From a dramatic decline in sales activity to a major decrease in earnings to a wholesale switch to virtual business, the current COVID-19 global pandemic will change Canadian real estate in the short- and long-term.
Efforts to #FlattenTheCurve — the term adopted to describe the strategies designed to dramatically slow the transmission of the coronavirus — are absolutely necessary but these efforts have a dramatic short-term impact as well as long-term implications.
There are fears that a global recession is now unavoidable (and that the worst is yet to come); combine this with the limited purchasing power among potential home buyers, a problem that could remain even after the immediate COVID-19 risk subsides, and questions arise over how drastic the impact of COVID-19 will be on the housing market and the overall global economy.
What can current homeowners, buyers, sellers, real estate investors and the professionals involved in this industry expect during these uncertain times?
To help answer this question, Zolo analyzed 20 years of sales activity and sold prices in two of Canada’s largest real estate markets, Greater Toronto and Greater Vancouver. (To see this analysis, please read Impact of COVID-19 on GTA or go to the GTA or GVA infographics below.)
Based on this analysis, here’s what to expect in the short- and long-term.
In the short-term expect dramatic declines
According to sales data, up until March 26, 2020, the spring real estate market was set for a record-breaking sales season, especially in Canada’s largest cities.
The Canadian Real Estate Association (CREA) reported exceptional sales for February 2020 — with a nationwide 27% year-over-year increase in sales. Toronto and Vancouver led the way with year-over-year increases in sales of 45.6% and 44.9%, respectively.
But even with these strong numbers, activity started to slow after March 11, 2020, when the World Health Organization declared COVID-19 a pandemic. Going forward, expect a dramatic decline in sales activity across all of Canada, at least for the short-term. How does this impact you? We take a look.
How the COVID-19 crisis will impact homeowners?
Canadians that were homeowners prior to the COVID-19 crisis will need to concentrate on minimizing the overall cost of this pandemic while maximizing cash-flow.

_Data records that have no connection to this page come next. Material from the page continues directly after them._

// Copyright (c) 2025 Steve Wagner (ciroque@live.com)
// SPDX-License-Identifier: MIT

use serde::{Deserialize, Deserializer, Serialize};

/// Key under which a serialized job argument carries its global identifier.
pub const GLOBAL_ID_KEY: &str = "_aj_globalid";

/// A single job argument.
///
/// Arguments that reference a persisted entity are `Identified` and are logged
/// by their global identifier. Everything else is `Plain` JSON: scalars,
/// mappings, sequences, and arbitrarily nested combinations of them.
///
/// Deserialization picks `Identified` only for an object whose sole key is
/// [`GLOBAL_ID_KEY`].
#[derive(Debug, Clone, PartialEq, Serialize)]
#[serde(untagged)]
pub enum JobArgument {
    Identified {
        #[serde(rename = "_aj_globalid")]
        global_id: String,
    },
    Plain(serde_json::Value),
}

impl JobArgument {
    pub fn identified(global_id: impl Into<String>) -> Self {
        JobArgument::Identified {
            global_id: global_id.into(),
        }
    }

    /// Global identifier, if this argument exposes one.
    pub fn global_id(&self) -> Option<&str> {
        match self {
            JobArgument::Identified { global_id } => Some(global_id),
            JobArgument::Plain(_) => None,
        }
    }

    /// Mutable access to the argument as a mapping, if it is one.
    pub(crate) fn as_mapping_mut(
        &mut self,
    ) -> Option<&mut serde_json::Map<String, serde_json::Value>> {
        match self {
            JobArgument::Plain(serde_json::Value::Object(map)) => Some(map),
            _ => None,
        }
    }

    /// Value written to the record's `job_args`; `None` for absent arguments.
    pub fn log_value(&self) -> Option<serde_json::Value> {
        match self {
            JobArgument::Identified { global_id } => {
                Some(serde_json::Value::String(global_id.clone()))
            }
            JobArgument::Plain(serde_json::Value::Null) => None,
            JobArgument::Plain(value) => Some(value.clone()),
        }
    }
}

impl<'de> Deserialize<'de> for JobArgument {
    fn deserialize<D>(deserializer: D) -> Result<Self, D::Error>
    where
        D: Deserializer<'de>,
    {
        let value = serde_json::Value::deserialize(deserializer)?;
        if let serde_json::Value::Object(map) = &value {
            if map.len() == 1 {
                if let Some(serde_json::Value::String(global_id)) = map.get(GLOBAL_ID_KEY) {
                    return Ok(JobArgument::identified(global_id.clone()));
                }
            }
        }
        Ok(JobArgument::Plain(value))
    }
}

impl From<serde_json::Value> for JobArgument {
    fn from(value: serde_json::Value) -> Self {
        JobArgument::Plain(value)
    }
}

#[cfg(test)]
mod tests {
    use super::*;
    use serde_json::json;

    #[test]
    fn test_global_id_only_for_identified() {
        let user = JobArgument::identified("gid://app/User/7");
        assert_eq!(user.global_id(), Some("gid://app/User/7"));
        assert_eq!(JobArgument::from(json!("plain")).global_id(), None);
    }

    #[test]
    fn test_object_with_extra_keys_stays_plain() {
        let arg: JobArgument =
            serde_json::from_value(json!({"_aj_globalid": "gid://app/User/7", "x": 1})).unwrap();
        assert!(matches!(arg, JobArgument::Plain(_)));
    }

    #[test]
    fn test_log_value() {
        assert_eq!(
            JobArgument::identified("gid://app/Post/3").log_value(),
            Some(json!("gid://app/Post/3"))
        );
        assert_eq!(JobArgument::from(json!({"a": 1})).log_value(), Some(json!({"a": 1})));
        assert_eq!(JobArgument::from(json!(null)).log_value(), None);
        assert_eq!(JobArgument::from(json!(false)).log_value(), Some(json!(false)));
    }

    #[test]
    fn test_identified_serializes_back_to_wire_shape() {
        let value = serde_json::to_value(JobArgument::identified("gid://app/User/1")).unwrap();
        assert_eq!(value, json!({"_aj_globalid": "gid://app/User/1"}));
    }
}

While this will look different for each homeowner, essentially it will require:
- A drop in monthly expenses;
- Prioritizing the payment of the mortgage
- Continue to pay bills; and
- Maintain or increase (if possible) monthly earnings.
In short: Spend less than you earn.
#1: Drop expenses. For tips on household expenses to scrutinize, please see How Much You Should be Budgeting for Housing Expense. Another option sit to scan your debits or credit card charges and look for recurring expenses that are no longer necessary. Consider cancelling or postponing service for monthly subscriptions to apps that are no longer essential or entertainment purchases that are not critical, at present. The key is to chop and drop all expenses that don’t allow you to self-isolate and work-from-home in an effective manner.
#2: Prioritize mortgage payments. If you find yourself worried about making current or future mortgage payments and you’ve exhausted other options — such as the skip-a-payment privilege, using a HELOC, or increasing your loan’s amortization — then it’s time to chat with your lender. Mortgage deferral relief should not be the first choice. Not only are you dependent on meeting your lender’s criteria — which changes from lender to lender and from day to day — but deferring your mortgage payments can add quite a bit of money to your overall mortgage loan.
For example, if a homeowner started their $600,000 mortgage in March 2019, then a six-month deferral would end up adding almost $10,000 to their overall mortgage debt.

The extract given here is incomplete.